With regard to economic autonomy, the international official reminded participants that in Latin America and the Caribbean one in every three women still does not have her own income, while in the case of men that ratio is one in every 10. Furthermore, only half of all women participate in the labor market and eight in every 10 work in sectors of low productivity, while many women perform non-remunerated care tasks at home.
In terms of physical autonomy, she indicated that violence, and femicide in particular, still persist in many countries in the region, despite government efforts and greater public consciousness of this problem. Barriers also remain in terms of political autonomy, which prevent women from having more participation in decision-making.
These three areas are addressed in the new Sustainable Development Goals (especially in SDGs 1, 5 and 8). However, for the development agenda to be fully realized, officials must center on concrete measures that increase the number of women with their own sources of income, enable an adequate balance between work and men and women’s daily lives so that care-related tasks can be shared more equitably, eradicating time poverty in this way and creating equality for all, Bárcena emphasized.

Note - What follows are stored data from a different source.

//! Browser store: the high score as a string in LocalStorage

use super::{HIGH_SCORE_KEY, HighScoreStore, PersistenceError, parse_score, score_or_default};

/// LocalStorage-backed store under [`HIGH_SCORE_KEY`]
#[derive(Debug, Clone, Default)]
pub struct LocalStorageStore;

impl LocalStorageStore {
    pub fn new() -> Self {
        Self
    }

    fn storage() -> Result<web_sys::Storage, PersistenceError> {
        web_sys::window()
            .and_then(|w| w.local_storage().ok())
            .flatten()
            .ok_or_else(|| PersistenceError::Unavailable("no LocalStorage".to_string()))
    }

    pub fn try_load(&self) -> Result<u32, PersistenceError> {
        let storage = Self::storage()?;
        let raw = storage
            .get_item(HIGH_SCORE_KEY)
            .map_err(|e| PersistenceError::Unavailable(format!("{:?}", e)))?;
        parse_score(raw.as_deref())
    }

    pub fn try_save(&self, score: u32) -> Result<(), PersistenceError> {
        Self::storage()?
            .set_item(HIGH_SCORE_KEY, &score.to_string())
            .map_err(|e| PersistenceError::Unavailable(format!("{:?}", e)))
    }
}

impl HighScoreStore for LocalStorageStore {
    fn load_high_score(&self) -> u32 {
        score_or_default(self.try_load())
    }

    fn save_high_score(&mut self, score: u32) {
        match self.try_save(score) {
            Ok(()) => log::info!("High score {} saved", score),
            Err(e) => log::warn!("Could not save high score: {}", e),
        }
    }
}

“The SDGs are an instrument to achieve an integrated approach that fosters women’s autonomy,” ECLAC’s Executive Secretary underscored. “Economic inequality cannot be understood without considering the violence suffered by women, their sexual and reproductive rights and their participation in decision-making.”
Alicia Bárcena is participating this week in New York in various activities of the Sustainable Development Summit, which is being held in the framework of the 70th regular session of the United Nations General Assembly.
Bárcena met with editors from media outlets on Thursday, September 24, and she will participate in other gatherings related to the Summit and the General Assembly. She will also accompany UN Secretary-General, Ban Ki-moon, during a series of bilateral meetings with presidents from the region.